I have to disagree with your initial premise. From my observations, the cd era was a gold mine of repertoire innovation. Yes, there were some valiant, intrepid producers in the LP era. Candide, Turnabout, Genesis, and others certainly brought us some rare repertoire. But it was a lucky coincidence of economics and technology that gave us the (nearly) complete works of Franz Schmidt, Glazunov, Bax, Stanford, Parry, Rontgen, and many, many more. My first exposure to any symphony by Glazunov was 40 or so years ago on a Columbia LP, which only whetted my appetite and increased my frustration that I couldn't hear the rest. There was an LP set on Melodiya which was really hard to get. But it didn't take long in the cd era that I had not one, but now five complete sets of Glazunov symphonies - astounding! I thought I would never hear any symphony of Schmidt besides the 4th, yet thanks to cds, there are multiple versions of each. So yes, I think the economics of cds dramatically improved the chance to hear rare repertoire.

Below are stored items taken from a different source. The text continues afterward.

//! Review session state.
//!
//! Everything derived from one loaded manuscript lives here: the extracted
//! text, the reports produced so far, and the last progress observation.
//! `reset()` returns the session to its pre-load condition; loading a new
//! manuscript resets implicitly, so stale reports never outlive the text
//! they were produced from.

use crate::ai::prompts::AnalysisKind;
use crate::report::Report;

#[derive(Default)]
pub struct ReviewSession {
    text: Option<String>,
    reports: Vec<(AnalysisKind, Report)>,
    last_progress: Option<(usize, usize)>,
}

impl ReviewSession {
    pub fn new() -> Self {
        Self::default()
    }

    /// Load a manuscript's extracted text, discarding any previous state.
    pub fn load_text(&mut self, text: String) {
        self.reset();
        self.text = Some(text);
    }

    pub fn document_text(&self) -> Option<&str> {
        self.text.as_deref()
    }

    pub fn is_loaded(&self) -> bool {
        self.text.is_some()
    }

    /// Record the finished report for one check, replacing any earlier run.
    pub fn record_report(&mut self, kind: AnalysisKind, report: Report) {
        self.reports.retain(|(k, _)| *k != kind);
        self.reports.push((kind, report));
    }

    pub fn report(&self, kind: AnalysisKind) -> Option<&Report> {
        self.reports
            .iter()
            .find(|(k, _)| *k == kind)
            .map(|(_, r)| r)
    }

    /// All recorded reports in the order they were produced.
    pub fn reports(&self) -> impl Iterator<Item = (AnalysisKind, &Report)> {
        self.reports.iter().map(|(k, r)| (*k, r))
    }

    pub fn note_progress(&mut self, completed: usize, total: usize) {
        self.last_progress = Some((completed, total));
    }

    pub fn last_progress(&self) -> Option<(usize, usize)> {
        self.last_progress
    }

    /// Discard document text, reports and progress.
    pub fn reset(&mut self) {
        self.text = None;
        self.reports.clear();
        self.last_progress = None;
    }
}
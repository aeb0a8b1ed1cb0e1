// Uncompressed table encodings.
//
// Pattern table:
//   varint(pattern_count) | { varint(len) | bytes }*
//
// File table:
//   varint(file_count) | FileRecord* | [ "DIR" | { varint(len) | utf8 }* ]
//
// FileRecord:
//   varint(len(path)) | path | varint(original_size) | varint(segment_count) | Segment*
//
// Segment:
//   0x01 | varint(len) | bytes        (literal)
//   0x00 | varint(pattern_index)      (reference)
//
// The "DIR" trailer is present only when at least one empty directory is
// recorded and runs to the end of the table.

use crate::error::{DeltaXError, Result, Section};

use super::reader::ByteReader;
use super::varint;

/// Marker introducing the empty-directory list.
pub const DIR_MARKER: &[u8; 3] = b"DIR";

const TAG_REFERENCE: u8 = 0;
const TAG_LITERAL: u8 = 1;

// ---------------------------------------------------------------------------
// Pattern table
// ---------------------------------------------------------------------------

/// Ordered table of shared byte patterns. A pattern's index is its position.
#[derive(Debug, Clone, Default, PartialEq, Eq)]
pub struct PatternTable {
    patterns: Vec<Vec<u8>>,
}

impl PatternTable {
    pub fn new(patterns: Vec<Vec<u8>>) -> Self {
        Self { patterns }
    }

    #[inline]
    pub fn len(&self) -> usize {
        self.patterns.len()
    }

    #[inline]
    pub fn is_empty(&self) -> bool {
        self.patterns.is_empty()
    }

    #[inline]
    pub fn get(&self, index: usize) -> Option<&[u8]> {
        self.patterns.get(index).map(Vec::as_slice)
    }

    /// Look up a pattern for reconstruction, failing on an out-of-range index.
    pub fn resolve(&self, index: usize) -> Result<&[u8]> {
        self.get(index).ok_or(DeltaXError::DanglingPatternIndex {
            index,
            table_len: self.len(),
        })
    }

    pub fn iter(&self) -> impl Iterator<Item = &[u8]> {
        self.patterns.iter().map(Vec::as_slice)
    }

    /// Sum of all pattern lengths.
    pub fn total_bytes(&self) -> usize {
        self.patterns.iter().map(Vec::len).sum()
    }

    pub fn encode(&self, out: &mut Vec<u8>) {
        varint::encode_usize(self.patterns.len(), out);
        for pattern in &self.patterns {
            varint::encode_usize(pattern.len(), out);
            out.extend_from_slice(pattern);
        }
    }

    /// Decode a complete, decompressed pattern table.
    pub fn decode(buf: &[u8]) -> Result<Self> {
        let mut r = ByteReader::new(buf);
        let count = r.read_varint_usize()?;
        let mut patterns = Vec::with_capacity(r.capacity_hint(count));
        for _ in 0..count {
            patterns.push(r.read_prefixed()?.to_vec());
        }
        if !r.is_empty() {
            return Err(DeltaXError::TrailingBytes {
                section: Section::PatternTable,
                len: r.remaining(),
            });
        }
        Ok(Self { patterns })
    }
}

// ---------------------------------------------------------------------------
// Segments and file records
// ---------------------------------------------------------------------------

/// One unit of a file's encoding.
#[derive(Debug, Clone, PartialEq, Eq)]
pub enum Segment {
    /// Raw bytes copied verbatim.
    Literal(Vec<u8>),
    /// Index into the pattern table; the implied length is the pattern's length.
    Reference(usize),
}

impl Segment {
    pub fn is_literal(&self) -> bool {
        matches!(self, Self::Literal(_))
    }

    /// Number of output bytes this segment expands to.
    pub fn expanded_len(&self, patterns: &PatternTable) -> Result<usize> {
        match self {
            Self::Literal(bytes) => Ok(bytes.len()),
            Self::Reference(index) => Ok(patterns.resolve(*index)?.len()),
        }
    }

    pub fn encode(&self, out: &mut Vec<u8>) {
        match self {
            Self::Literal(bytes) => {
                out.push(TAG_LITERAL);
                varint::encode_usize(bytes.len(), out);
                out.extend_from_slice(bytes);
            }
            Self::Reference(index) => {
                out.push(TAG_REFERENCE);
                varint::encode_usize(*index, out);
            }
        }
    }

    pub fn decode(r: &mut ByteReader<'_>) -> Result<Self> {
        let offset = r.position();
        match r.read_u8()? {
            TAG_LITERAL => Ok(Self::Literal(r.read_prefixed()?.to_vec())),
            TAG_REFERENCE => Ok(Self::Reference(r.read_varint_usize()?)),
            tag => Err(DeltaXError::InvalidSegmentTag { tag, offset }),
        }
    }
}

/// Encoding of one file: its path, full size and ordered segments.
#[derive(Debug, Clone, PartialEq, Eq)]
pub struct FileRecord {
    /// Relative path with `/` separators.
    pub path: String,
    pub original_size: u64,
    pub segments: Vec<Segment>,
}

impl FileRecord {
    pub fn reference_count(&self) -> usize {
        self.segments.iter().filter(|s| !s.is_literal()).count()
    }

    pub fn literal_bytes(&self) -> usize {
        self.segments
            .iter()
            .map(|s| match s {
                Segment::Literal(bytes) => bytes.len(),
                Segment::Reference(_) => 0,
            })
            .sum()
    }

    pub fn encode(&self, out: &mut Vec<u8>) {
        varint::encode_usize(self.path.len(), out);
        out.extend_from_slice(self.path.as_bytes());
        varint::encode_into(self.original_size, out);
        varint::encode_usize(self.segments.len(), out);
        for segment in &self.segments {
            segment.encode(out);
        }
    }

    pub fn decode(r: &mut ByteReader<'_>) -> Result<Self> {
        let path = r.read_prefixed_str()?.to_owned();
        let original_size = r.read_varint()?;
        let count = r.read_varint_usize()?;
        let mut segments = Vec::with_capacity(r.capacity_hint(count));
        for _ in 0..count {
            segments.push(Segment::decode(r)?);
        }
        Ok(Self {
            path,
            original_size,
            segments,
        })
    }
}

// ---------------------------------------------------------------------------
// File table
// ---------------------------------------------------------------------------

#[derive(Debug, Clone, Default, PartialEq, Eq)]
pub struct FileTable {
    pub files: Vec<FileRecord>,
    /// Relative paths of directories that had no entries at scan time.
    pub empty_dirs: Vec<String>,
}

impl FileTable {
    pub fn encode(&self, out: &mut Vec<u8>) {
        varint::encode_usize(self.files.len(), out);
        for file in &self.files {
            file.encode(out);
        }
        if !self.empty_dirs.is_empty() {
            out.extend_from_slice(DIR_MARKER);
            for dir in &self.empty_dirs {
                varint::encode_usize(dir.len(), out);
                out.extend_from_slice(dir.as_bytes());
            }
        }
    }

    /// Decode a complete, decompressed file table.
    pub fn decode(buf: &[u8]) -> Result<Self> {
        let mut r = ByteReader::new(buf);
        let count = r.read_varint_usize()?;
        let mut files = Vec::with_capacity(r.capacity_hint(count));
        for _ in 0..count {
            files.push(FileRecord::decode(&mut r)?);
        }

        let mut empty_dirs = Vec::new();
        if !r.is_empty() {
            if !r.starts_with(DIR_MARKER) {
                return Err(DeltaXError::TrailingBytes {
                    section: Section::FileTable,
                    len: r.remaining(),
                });
            }
            r.read_bytes(DIR_MARKER.len())?;
            while !r.is_empty() {
                empty_dirs.push(r.read_prefixed_str()?.to_owned());
            }
        }

        Ok(Self { files, empty_dirs })
    }
}

// ---------------------------------------------------------------------------
// Tests
// ---------------------------------------------------------------------------

#[cfg(test)]
mod tests {
    use super::*;

    fn sample_table() -> FileTable {
        FileTable {
            files: vec![
                FileRecord {
                    path: "a.txt".into(),
                    original_size: 17,
                    segments: vec![
                        Segment::Reference(0),
                        Segment::Literal(b"world hello".to_vec()),
                    ],
                },
                FileRecord {
                    path: "empty.bin".into(),
                    original_size: 0,
                    segments: vec![],
                },
            ],
            empty_dirs: vec!["empty".into(), "nested/void".into()],
        }
    }

    #[test]
    fn pattern_table_layout() {
        let table = PatternTable::new(vec![b"hello ".to_vec(), b"x".to_vec()]);
        let mut buf = Vec::new();
        table.encode(&mut buf);
        assert_eq!(
            buf,
            [&[0x02, 0x06][..], b"hello ", &[0x01], b"x"].concat()
        );
        assert_eq!(PatternTable::decode(&buf).unwrap(), table);
        assert_eq!(table.total_bytes(), 7);
    }

    #[test]
    fn empty_pattern_table() {
        let mut buf = Vec::new();
        PatternTable::default().encode(&mut buf);
        assert_eq!(buf, [0x00]);
        assert!(PatternTable::decode(&buf).unwrap().is_empty());
    }

    #[test]
    fn pattern_table_trailing_bytes() {
        let buf = [0x00, 0x42];
        assert!(matches!(
            PatternTable::decode(&buf),
            Err(DeltaXError::TrailingBytes {
                section: Section::PatternTable,
                len: 1
            })
        ));
    }

    #[test]
    fn segment_layout() {
        let mut buf = Vec::new();
        Segment::Literal(b"ab".to_vec()).encode(&mut buf);
        Segment::Reference(300).encode(&mut buf);
        assert_eq!(buf, [0x01, 0x02, b'a', b'b', 0x00, 0xAC, 0x02]);

        let mut r = ByteReader::new(&buf);
        assert_eq!(
            Segment::decode(&mut r).unwrap(),
            Segment::Literal(b"ab".to_vec())
        );
        assert_eq!(Segment::decode(&mut r).unwrap(), Segment::Reference(300));
    }

    #[test]
    fn bad_segment_tag() {
        let buf = [0x07, 0x00];
        assert!(matches!(
            Segment::decode(&mut ByteReader::new(&buf)),
            Err(DeltaXError::InvalidSegmentTag { tag: 7, offset: 0 })
        ));
    }

    #[test]
    fn file_table_roundtrip_with_dirs() {
        let table = sample_table();
        let mut buf = Vec::new();
        table.encode(&mut buf);
        assert_eq!(FileTable::decode(&buf).unwrap(), table);
    }

    #[test]
    fn dir_marker_only_when_dirs_present() {
        let mut table = sample_table();
        table.empty_dirs.clear();
        let mut buf = Vec::new();
        table.encode(&mut buf);
        assert!(!buf.windows(3).any(|w| w == DIR_MARKER));
        assert_eq!(FileTable::decode(&buf).unwrap(), table);
    }

    #[test]
    fn dirs_without_files() {
        let table = FileTable {
            files: vec![],
            empty_dirs: vec!["empty".into()],
        };
        let mut buf = Vec::new();
        table.encode(&mut buf);
        assert_eq!(buf, [&[0x00][..], b"DIR", &[0x05], b"empty"].concat());
        assert_eq!(FileTable::decode(&buf).unwrap(), table);
    }

    #[test]
    fn junk_after_records_rejected() {
        let buf = [0x00, b'X', b'Y', b'Z'];
        assert!(matches!(
            FileTable::decode(&buf),
            Err(DeltaXError::TrailingBytes {
                section: Section::FileTable,
                len: 3
            })
        ));
    }

    #[test]
    fn truncated_record() {
        let mut buf = Vec::new();
        sample_table().encode(&mut buf);
        buf.truncate(9);
        assert!(FileTable::decode(&buf).is_err());
    }

    #[test]
    fn hostile_count_does_not_allocate() {
        // Claims 2^40 files but carries no data.
        let mut buf = Vec::new();
        varint::encode_into(1 << 40, &mut buf);
        assert!(matches!(
            FileTable::decode(&buf),
            Err(DeltaXError::TruncatedVarint { .. })
        ));
    }

    #[test]
    fn record_counters() {
        let table = sample_table();
        assert_eq!(table.files[0].reference_count(), 1);
        assert_eq!(table.files[0].literal_bytes(), 11);
    }

    #[test]
    fn resolve_out_of_range() {
        let table = PatternTable::new(vec![b"x".to_vec()]);
        assert!(matches!(
            table.resolve(1),
            Err(DeltaXError::DanglingPatternIndex {
                index: 1,
                table_len: 1
            })
        ));
        assert!(matches!(
            Segment::Reference(5).expanded_len(&table),
            Err(DeltaXError::DanglingPatternIndex { .. })
        ));
    }
}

I recently read an astonishing statistic: the 1977 Karajan Beethoven symphony set sold 8 million copies. Sales of that level will never happen again. First, there are already so many fine sets, it's going to take a lot to get people to buy another. Then the general public is much less interested in classical than ever, and lastly, there are no more Karajans. H

CD booklets are all over the place. Some great, some awful. Some hard to read, others not worth reading. I love the cd as a carrier just as others still cherish the LP. I just hope that there are cd players, for home and auto, to last me for the rest of my life.

Alan Howe

And with that, let's return to the thread topic...

Pyramus

As it happens I've just been listening to the Grimm and Dietrich symphonies. Both contain some fine music and seem to look forward to Brahms. The Dietrich though is let down by a rather weak finale but he was by no means the only composer to grapple with the "finale problem". Arriaga, Voříšek and Rott would no doubt have written more.